TITLE:
Identification of Cardiovascular Disease via Diverse Machine Learning Methods
AUTHORS:
Araf Islam, Mohammad Abu Saleh, Afia Fairooz Tasnim, Md. Samiun, Syeda Kamari Noor, Kanchon Kumar Bishnu
KEYWORDS:
Decision Tree, Logistic Regression, Random Forest, Preprocessing, Machine Learning, Accuracy
JOURNAL NAME:
Journal of Computer and Communications,
Vol.12 No.12,
December
26,
2024
ABSTRACT: Over the past ten years, there has been an increase in cardiovascular disease, one of the most dangerous types of disease.
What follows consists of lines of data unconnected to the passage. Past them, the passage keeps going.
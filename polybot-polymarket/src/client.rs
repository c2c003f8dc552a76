//! Polymarket CLOB REST client
//!
//! Fetches the paginated market catalog and per-token order books. Both
//! endpoints are public, so no credentials are involved.

use std::time::Duration;

use async_trait::async_trait;
use reqwest::Client;
use tracing::{debug, instrument};

use polybot_core::{BookData, BookSource, CatalogPage, CatalogSource, FetchError, FetchResult};

use crate::types::{ClobMarketsResponse, ClobOrderbookResponse, CLOB_API_BASE};

/// Per-request timeout
const REQUEST_TIMEOUT: Duration = Duration::from_secs(30);

/// Polymarket CLOB API client
#[derive(Clone)]
pub struct ClobClient {
    client: Client,
    base_url: String,
}

impl ClobClient {
    /// Create a client against the production CLOB
    pub fn new() -> FetchResult<Self> {
        Self::with_base_url(CLOB_API_BASE)
    }

    /// Create a client against a custom base URL
    pub fn with_base_url(base_url: impl Into<String>) -> FetchResult<Self> {
        let client = Client::builder()
            .timeout(REQUEST_TIMEOUT)
            .build()
            .map_err(|e| FetchError::network(format!("Failed to create HTTP client: {}", e)))?;

        Ok(Self {
            client,
            base_url: base_url.into().trim_end_matches('/').to_string(),
        })
    }

    /// Get the base URL
    pub fn base_url(&self) -> &str {
        &self.base_url
    }

    /// Fetch one page of markets, continuing from `cursor` if given
    #[instrument(skip(self))]
    pub async fn get_markets(&self, cursor: Option<&str>) -> FetchResult<CatalogPage> {
        let url = format!("{}/markets", self.base_url);
        debug!("Fetching Polymarket markets from: {} (cursor: {:?})", url, cursor);

        let mut request = self.client.get(&url);
        if let Some(cursor) = cursor {
            request = request.query(&[("next_cursor", cursor)]);
        }

        let response = request
            .send()
            .await
            .map_err(|e| FetchError::network(format!("Failed to fetch markets: {}", e)))?;

        if !response.status().is_success() {
            let status = response.status().as_u16();
            let body = response.text().await.unwrap_or_default();
            return Err(FetchError::api(status, body));
        }

        let markets: ClobMarketsResponse = response
            .json()
            .await
            .map_err(|e| FetchError::parse(format!("Failed to parse markets response: {}", e)))?;

        Ok(markets.into_page())
    }

    /// Fetch the order book for a single outcome token
    #[instrument(skip(self))]
    pub async fn get_orderbook(&self, token_id: &str) -> FetchResult<BookData> {
        let url = format!("{}/book", self.base_url);
        debug!("Fetching Polymarket orderbook for token {}", token_id);

        let response = self
            .client
            .get(&url)
            .query(&[("token_id", token_id)])
            .send()
            .await
            .map_err(|e| FetchError::network(format!("Failed to fetch orderbook: {}", e)))?;

        if !response.status().is_success() {
            let status = response.status().as_u16();
            let body = response.text().await.unwrap_or_default();
            return Err(FetchError::api(status, body));
        }

        let book: ClobOrderbookResponse = response
            .json()
            .await
            .map_err(|e| FetchError::parse(format!("Failed to parse orderbook response: {}", e)))?;

        Ok(book.to_book_data())
    }
}

#[async_trait]
impl CatalogSource for ClobClient {
    async fn fetch_catalog_page(&self, cursor: Option<&str>) -> FetchResult<CatalogPage> {
        self.get_markets(cursor).await
    }
}

#[async_trait]
impl BookSource for ClobClient {
    async fn fetch_book(&self, token_id: &str) -> FetchResult<BookData> {
        self.get_orderbook(token_id).await
    }
}

impl std::fmt::Debug for ClobClient {
    fn fmt(&self, f: &mut std::fmt::Formatter<'_>) -> std::fmt::Result {
        f.debug_struct("ClobClient")
            .field("base_url", &self.base_url)
            .finish()
    }
}

#[cfg(test)]
mod tests {
    use super::*;

    #[test]
    fn test_base_url_trailing_slash_trimmed() {
        let client = ClobClient::with_base_url("http://localhost:8080/").unwrap();
        assert_eq!(client.base_url(), "http://localhost:8080");
    }

    #[test]
    fn test_default_base_url() {
        let client = ClobClient::new().unwrap();
        assert_eq!(client.base_url(), CLOB_API_BASE);
    }
}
However, cardiovascular detection is a technique that analyzes data and precisely diagnoses cardiovascular disease using machine learning algorithms. Early diagnosis may lead to better outcomes for heart treatment. Then, utilizing machine learning to detect cardiac disease will be easy in a couple of seconds. This study proposes an automatic way for detecting cardiovascular diseases such as heart disease using machine learning. A physician’s accurate and thorough evaluation of a patient’s cardiovascular risk plays a critical role in lowering the incidence and severity of heart attacks and strokes as well as improving cardiovascular protection. To develop technology for the early detection of cardiovascular disease, the Kaggle dataset was gathered. Certain preprocessing techniques were used to improve accuracy and outcomes. Ultimately, we employed decision trees, logistic regression, and random forests to reach our objective. Of these, random forest yielded the highest accuracy of 96%, making them useful for obtaining high-quality results with greater precision.